[Records from a data source]

::::

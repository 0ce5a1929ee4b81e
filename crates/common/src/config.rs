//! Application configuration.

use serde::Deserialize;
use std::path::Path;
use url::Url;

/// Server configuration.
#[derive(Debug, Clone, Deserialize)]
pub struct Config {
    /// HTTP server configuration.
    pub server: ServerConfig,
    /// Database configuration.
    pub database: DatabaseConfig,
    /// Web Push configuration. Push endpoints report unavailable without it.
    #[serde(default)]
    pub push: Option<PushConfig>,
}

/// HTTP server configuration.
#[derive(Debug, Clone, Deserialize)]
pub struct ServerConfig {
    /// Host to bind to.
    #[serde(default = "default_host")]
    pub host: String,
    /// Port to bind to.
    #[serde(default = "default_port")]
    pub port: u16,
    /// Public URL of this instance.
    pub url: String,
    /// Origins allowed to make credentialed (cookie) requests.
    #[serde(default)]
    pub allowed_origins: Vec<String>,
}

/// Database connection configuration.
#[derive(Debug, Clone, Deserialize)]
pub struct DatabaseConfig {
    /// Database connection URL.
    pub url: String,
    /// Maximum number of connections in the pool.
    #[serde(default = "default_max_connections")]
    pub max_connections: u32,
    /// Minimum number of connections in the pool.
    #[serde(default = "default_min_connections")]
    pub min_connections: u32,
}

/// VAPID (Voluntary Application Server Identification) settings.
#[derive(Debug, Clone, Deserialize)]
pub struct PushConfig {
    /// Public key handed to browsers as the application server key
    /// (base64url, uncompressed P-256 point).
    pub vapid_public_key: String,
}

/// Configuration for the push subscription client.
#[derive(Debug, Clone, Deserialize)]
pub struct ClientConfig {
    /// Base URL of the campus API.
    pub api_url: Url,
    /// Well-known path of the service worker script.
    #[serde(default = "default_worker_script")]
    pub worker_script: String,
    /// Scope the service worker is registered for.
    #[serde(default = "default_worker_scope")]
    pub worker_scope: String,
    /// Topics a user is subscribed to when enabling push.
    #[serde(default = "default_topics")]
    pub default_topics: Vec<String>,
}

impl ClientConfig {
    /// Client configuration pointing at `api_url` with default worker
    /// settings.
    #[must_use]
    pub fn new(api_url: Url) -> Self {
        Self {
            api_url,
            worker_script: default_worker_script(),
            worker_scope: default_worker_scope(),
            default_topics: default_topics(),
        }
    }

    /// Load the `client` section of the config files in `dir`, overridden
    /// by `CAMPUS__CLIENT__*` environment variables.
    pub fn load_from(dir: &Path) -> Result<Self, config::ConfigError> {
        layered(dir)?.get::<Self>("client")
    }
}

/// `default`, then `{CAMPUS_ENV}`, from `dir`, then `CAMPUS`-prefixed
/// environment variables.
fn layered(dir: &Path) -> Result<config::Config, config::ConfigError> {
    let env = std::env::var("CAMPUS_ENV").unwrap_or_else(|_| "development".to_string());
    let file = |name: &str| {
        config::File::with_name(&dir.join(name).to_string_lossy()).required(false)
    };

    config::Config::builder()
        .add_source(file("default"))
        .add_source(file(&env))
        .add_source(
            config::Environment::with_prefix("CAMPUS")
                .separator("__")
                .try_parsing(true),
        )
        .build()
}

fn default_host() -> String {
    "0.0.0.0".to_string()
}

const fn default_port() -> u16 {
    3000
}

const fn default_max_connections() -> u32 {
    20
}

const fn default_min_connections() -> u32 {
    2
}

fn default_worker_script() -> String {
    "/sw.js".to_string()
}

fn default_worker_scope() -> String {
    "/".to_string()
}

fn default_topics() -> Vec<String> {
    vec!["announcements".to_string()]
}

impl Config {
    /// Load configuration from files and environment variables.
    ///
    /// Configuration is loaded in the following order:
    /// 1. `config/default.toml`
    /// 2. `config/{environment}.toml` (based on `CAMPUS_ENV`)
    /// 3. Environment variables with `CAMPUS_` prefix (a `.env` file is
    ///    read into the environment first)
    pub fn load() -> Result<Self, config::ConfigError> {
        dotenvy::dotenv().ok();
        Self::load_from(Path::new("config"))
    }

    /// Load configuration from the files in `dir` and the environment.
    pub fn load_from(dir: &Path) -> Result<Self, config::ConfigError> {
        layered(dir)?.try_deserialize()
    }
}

::::

What is needed: Copy out every record above exactly as written.

Final answer:
repository 0ce5a1929ee4b81e
filename crates/common/src/config.rs
//! Application configuration.

use serde::Deserialize;
use std::path::Path;
use url::Url;

/// Server configuration.
#[derive(Debug, Clone, Deserialize)]
pub struct Config {
    /// HTTP server configuration.
    pub server: ServerConfig,
    /// Database configuration.
    pub database: DatabaseConfig,
    /// Web Push configuration. Push endpoints report unavailable without it.
    #[serde(default)]
    pub push: Option<PushConfig>,
}

/// HTTP server configuration.
#[derive(Debug, Clone, Deserialize)]
pub struct ServerConfig {
    /// Host to bind to.
    #[serde(default = "default_host")]
    pub host: String,
    /// Port to bind to.
    #[serde(default = "default_port")]
    pub port: u16,
    /// Public URL of this instance.
    pub url: String,
    /// Origins allowed to make credentialed (cookie) requests.
    #[serde(default)]
    pub allowed_origins: Vec<String>,
}

/// Database connection configuration.
#[derive(Debug, Clone, Deserialize)]
pub struct DatabaseConfig {
    /// Database connection URL.
    pub url: String,
    /// Maximum number of connections in the pool.
    #[serde(default = "default_max_connections")]
    pub max_connections: u32,
    /// Minimum number of connections in the pool.
    #[serde(default = "default_min_connections")]
    pub min_connections: u32,
}

/// VAPID (Voluntary Application Server Identification) settings.
#[derive(Debug, Clone, Deserialize)]
pub struct PushConfig {
    /// Public key handed to browsers as the application server key
    /// (base64url, uncompressed P-256 point).
    pub vapid_public_key: String,
}

/// Configuration for the push subscription client.
#[derive(Debug, Clone, Deserialize)]
pub struct ClientConfig {
    /// Base URL of the campus API.
    pub api_url: Url,
    /// Well-known path of the service worker script.
    #[serde(default = "default_worker_script")]
    pub worker_script: String,
    /// Scope the service worker is registered for.
    #[serde(default = "default_worker_scope")]
    pub worker_scope: String,
    /// Topics a user is subscribed to when enabling push.
    #[serde(default = "default_topics")]
    pub default_topics: Vec<String>,
}

impl ClientConfig {
    /// Client configuration pointing at `api_url` with default worker
    /// settings.
    #[must_use]
    pub fn new(api_url: Url) -> Self {
        Self {
            api_url,
            worker_script: default_worker_script(),
            worker_scope: default_worker_scope(),
            default_topics: default_topics(),
        }
    }

    /// Load the `client` section of the config files in `dir`, overridden
    /// by `CAMPUS__CLIENT__*` environment variables.
    pub fn load_from(dir: &Path) -> Result<Self, config::ConfigError> {
        layered(dir)?.get::<Self>("client")
    }
}

/// `default`, then `{CAMPUS_ENV}`, from `dir`, then `CAMPUS`-prefixed
/// environment variables.
fn layered(dir: &Path) -> Result<config::Config, config::ConfigError> {
    let env = std::env::var("CAMPUS_ENV").unwrap_or_else(|_| "development".to_string());
    let file = |name: &str| {
        config::File::with_name(&dir.join(name).to_string_lossy()).required(false)
    };

    config::Config::builder()
        .add_source(file("default"))
        .add_source(file(&env))
        .add_source(
            config::Environment::with_prefix("CAMPUS")
                .separator("__")
                .try_parsing(true),
        )
        .build()
}

fn default_host() -> String {
    "0.0.0.0".to_string()
}

const fn default_port() -> u16 {
    3000
}

const fn default_max_connections() -> u32 {
    20
}

const fn default_min_connections() -> u32 {
    2
}

fn default_worker_script() -> String {
    "/sw.js".to_string()
}

fn default_worker_scope() -> String {
    "/".to_string()
}

fn default_topics() -> Vec<String> {
    vec!["announcements".to_string()]
}

impl Config {
    /// Load configuration from files and environment variables.
    ///
    /// Configuration is loaded in the following order:
    /// 1. `config/default.toml`
    /// 2. `config/{environment}.toml` (based on `CAMPUS_ENV`)
    /// 3. Environment variables with `CAMPUS_` prefix (a `.env` file is
    ///    read into the environment first)
    pub fn load() -> Result<Self, config::ConfigError> {
        dotenvy::dotenv().ok();
        Self::load_from(Path::new("config"))
    }

    /// Load configuration from the files in `dir` and the environment.
    pub fn load_from(dir: &Path) -> Result<Self, config::ConfigError> {
        layered(dir)?.try_deserialize()
    }
}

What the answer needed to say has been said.